Collected data:
────────────────

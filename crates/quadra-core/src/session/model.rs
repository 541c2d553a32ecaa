//! Session domain model.
//!
//! This module contains the core [`Session`] entity plus the two pieces
//! it is assembled from: the opaque [`AuthToken`] and the persisted
//! [`AccountRecord`]. An anonymous visitor is represented as the absence
//! of a session (`Option<Session>`) at the owner, never as a session
//! with empty fields.

use super::role::Role;
use crate::error::{QuadraError, Result};
use chrono::{DateTime, Utc};
use serde::{Deserialize, Serialize};
use serde_json::Value;
use std::collections::BTreeSet;
use std::fmt;

/// An opaque bearer token issued by the backend.
///
/// Non-empty by construction. The token value never appears in `Debug`
/// output so it cannot leak through logging.
#[derive(Clone, PartialEq, Eq, Serialize, Deserialize)]
#[serde(transparent)]
pub struct AuthToken(String);

impl AuthToken {
    /// Wraps a raw token string, rejecting empty or whitespace-only input.
    pub fn new(raw: impl Into<String>) -> Result<Self> {
        let raw = raw.into();
        if raw.trim().is_empty() {
            return Err(QuadraError::validation("authentication token is empty"));
        }
        Ok(Self(raw))
    }

    /// The raw token value, for the `Authorization` header.
    pub fn as_str(&self) -> &str {
        &self.0
    }
}

impl fmt::Debug for AuthToken {
    fn fmt(&self, f: &mut fmt::Formatter<'_>) -> fmt::Result {
        f.write_str("AuthToken(<redacted>)")
    }
}

/// The persisted user record.
///
/// This is what survives a page reload in durable storage: identity
/// fields plus the role memberships, already normalized to the
/// canonical [`Role`] set. Rebuilt from backend payloads via
/// [`AccountRecord::from_payload`].
#[derive(Debug, Clone, PartialEq, Serialize, Deserialize)]
pub struct AccountRecord {
    /// Backend user id
    pub id: i64,
    /// Display name
    pub name: String,
    /// Account email
    pub email: String,
    /// Normalized role memberships
    #[serde(default)]
    pub roles: BTreeSet<Role>,
    /// Token expiry, when the backend reports one
    #[serde(default, skip_serializing_if = "Option::is_none")]
    pub expires_at: Option<DateTime<Utc>>,
}

impl AccountRecord {
    /// Builds an account record from a backend `user` payload.
    ///
    /// Requires `id`, `name`, and `email`; role indicators are taken from
    /// wherever the payload carries them (`roles`, `role`, or nothing)
    /// and normalized. A payload without a recognizable id/name/email is
    /// rejected as a validation failure rather than guessed at.
    pub fn from_payload(payload: &Value) -> Result<Self> {
        let id = payload
            .get("id")
            .and_then(value_as_i64)
            .ok_or_else(|| QuadraError::validation("user payload is missing an id"))?;
        let name = required_string(payload, "name")?;
        let email = required_string(payload, "email")?;

        let expires_at = payload
            .get("expires_at")
            .and_then(Value::as_str)
            .and_then(|raw| DateTime::parse_from_rfc3339(raw).ok())
            .map(|dt| dt.with_timezone(&Utc));

        // Role indicators live under `roles` or `role` depending on the
        // backend code path; a payload with neither is a roleless account.
        let roles = payload
            .get("roles")
            .or_else(|| payload.get("role"))
            .map(Role::normalize)
            .unwrap_or_default();

        Ok(Self {
            id,
            name,
            email,
            roles,
            expires_at,
        })
    }
}

fn value_as_i64(value: &Value) -> Option<i64> {
    match value {
        Value::Number(n) => n.as_i64(),
        Value::String(s) => s.parse().ok(),
        _ => None,
    }
}

fn required_string(payload: &Value, field: &str) -> Result<String> {
    payload
        .get(field)
        .and_then(Value::as_str)
        .map(str::to_string)
        .ok_or_else(|| QuadraError::validation(format!("user payload is missing '{field}'")))
}

/// The in-memory representation of the authenticated user.
#[derive(Debug, Clone, PartialEq)]
pub struct Session {
    /// Backend user id
    pub user_id: i64,
    /// Display name
    pub name: String,
    /// Account email
    pub email: String,
    /// Role memberships (possibly empty; see [`Session::effective_roles`])
    pub roles: BTreeSet<Role>,
    /// Bearer token for authenticated calls
    pub token: AuthToken,
    /// Token expiry, when known
    pub expires_at: Option<DateTime<Utc>>,
}

impl Session {
    /// Assembles a session from a token and an account record.
    pub fn from_parts(token: AuthToken, account: AccountRecord) -> Self {
        Self {
            user_id: account.id,
            name: account.name,
            email: account.email,
            roles: account.roles,
            token,
            expires_at: account.expires_at,
        }
    }

    /// Converts back to the persistable account record.
    pub fn to_account_record(&self) -> AccountRecord {
        AccountRecord {
            id: self.user_id,
            name: self.name.clone(),
            email: self.email.clone(),
            roles: self.roles.clone(),
            expires_at: self.expires_at,
        }
    }

    /// The roles this session acts with.
    ///
    /// A session with zero granted roles behaves as a plain Student.
    pub fn effective_roles(&self) -> BTreeSet<Role> {
        if self.roles.is_empty() {
            BTreeSet::from([Role::Student])
        } else {
            self.roles.clone()
        }
    }

    /// Whether the session acts with the given role.
    pub fn has_role(&self, role: Role) -> bool {
        self.effective_roles().contains(&role)
    }
}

────────────────

## Exercise
From the first line to the last, retype the data exactly.

## Written response
filename crates/quadra-core/src/session/model.rs
repository 541c2d553a32ecaa
//! Session domain model.
//!
//! This module contains the core [`Session`] entity plus the two pieces
//! it is assembled from: the opaque [`AuthToken`] and the persisted
//! [`AccountRecord`]. An anonymous visitor is represented as the absence
//! of a session (`Option<Session>`) at the owner, never as a session
//! with empty fields.

use super::role::Role;
use crate::error::{QuadraError, Result};
use chrono::{DateTime, Utc};
use serde::{Deserialize, Serialize};
use serde_json::Value;
use std::collections::BTreeSet;
use std::fmt;

/// An opaque bearer token issued by the backend.
///
/// Non-empty by construction. The token value never appears in `Debug`
/// output so it cannot leak through logging.
#[derive(Clone, PartialEq, Eq, Serialize, Deserialize)]
#[serde(transparent)]
pub struct AuthToken(String);

impl AuthToken {
    /// Wraps a raw token string, rejecting empty or whitespace-only input.
    pub fn new(raw: impl Into<String>) -> Result<Self> {
        let raw = raw.into();
        if raw.trim().is_empty() {
            return Err(QuadraError::validation("authentication token is empty"));
        }
        Ok(Self(raw))
    }

    /// The raw token value, for the `Authorization` header.
    pub fn as_str(&self) -> &str {
        &self.0
    }
}

impl fmt::Debug for AuthToken {
    fn fmt(&self, f: &mut fmt::Formatter<'_>) -> fmt::Result {
        f.write_str("AuthToken(<redacted>)")
    }
}

/// The persisted user record.
///
/// This is what survives a page reload in durable storage: identity
/// fields plus the role memberships, already normalized to the
/// canonical [`Role`] set. Rebuilt from backend payloads via
/// [`AccountRecord::from_payload`].
#[derive(Debug, Clone, PartialEq, Serialize, Deserialize)]
pub struct AccountRecord {
    /// Backend user id
    pub id: i64,
    /// Display name
    pub name: String,
    /// Account email
    pub email: String,
    /// Normalized role memberships
    #[serde(default)]
    pub roles: BTreeSet<Role>,
    /// Token expiry, when the backend reports one
    #[serde(default, skip_serializing_if = "Option::is_none")]
    pub expires_at: Option<DateTime<Utc>>,
}

impl AccountRecord {
    /// Builds an account record from a backend `user` payload.
    ///
    /// Requires `id`, `name`, and `email`; role indicators are taken from
    /// wherever the payload carries them (`roles`, `role`, or nothing)
    /// and normalized. A payload without a recognizable id/name/email is
    /// rejected as a validation failure rather than guessed at.
    pub fn from_payload(payload: &Value) -> Result<Self> {
        let id = payload
            .get("id")
            .and_then(value_as_i64)
            .ok_or_else(|| QuadraError::validation("user payload is missing an id"))?;
        let name = required_string(payload, "name")?;
        let email = required_string(payload, "email")?;

        let expires_at = payload
            .get("expires_at")
            .and_then(Value::as_str)
            .and_then(|raw| DateTime::parse_from_rfc3339(raw).ok())
            .map(|dt| dt.with_timezone(&Utc));

        // Role indicators live under `roles` or `role` depending on the
        // backend code path; a payload with neither is a roleless account.
        let roles = payload
            .get("roles")
            .or_else(|| payload.get("role"))
            .map(Role::normalize)
            .unwrap_or_default();

        Ok(Self {
            id,
            name,
            email,
            roles,
            expires_at,
        })
    }
}

fn value_as_i64(value: &Value) -> Option<i64> {
    match value {
        Value::Number(n) => n.as_i64(),
        Value::String(s) => s.parse().ok(),
        _ => None,
    }
}

fn required_string(payload: &Value, field: &str) -> Result<String> {
    payload
        .get(field)
        .and_then(Value::as_str)
        .map(str::to_string)
        .ok_or_else(|| QuadraError::validation(format!("user payload is missing '{field}'")))
}

/// The in-memory representation of the authenticated user.
#[derive(Debug, Clone, PartialEq)]
pub struct Session {
    /// Backend user id
    pub user_id: i64,
    /// Display name
    pub name: String,
    /// Account email
    pub email: String,
    /// Role memberships (possibly empty; see [`Session::effective_roles`])
    pub roles: BTreeSet<Role>,
    /// Bearer token for authenticated calls
    pub token: AuthToken,
    /// Token expiry, when known
    pub expires_at: Option<DateTime<Utc>>,
}

impl Session {
    /// Assembles a session from a token and an account record.
    pub fn from_parts(token: AuthToken, account: AccountRecord) -> Self {
        Self {
            user_id: account.id,
            name: account.name,
            email: account.email,
            roles: account.roles,
            token,
            expires_at: account.expires_at,
        }
    }

    /// Converts back to the persistable account record.
    pub fn to_account_record(&self) -> AccountRecord {
        AccountRecord {
            id: self.user_id,
            name: self.name.clone(),
            email: self.email.clone(),
            roles: self.roles.clone(),
            expires_at: self.expires_at,
        }
    }

    /// The roles this session acts with.
    ///
    /// A session with zero granted roles behaves as a plain Student.
    pub fn effective_roles(&self) -> BTreeSet<Role> {
        if self.roles.is_empty() {
            BTreeSet::from([Role::Student])
        } else {
            self.roles.clone()
        }
    }

    /// Whether the session acts with the given role.
    pub fn has_role(&self, role: Role) -> bool {
        self.effective_roles().contains(&role)
    }
}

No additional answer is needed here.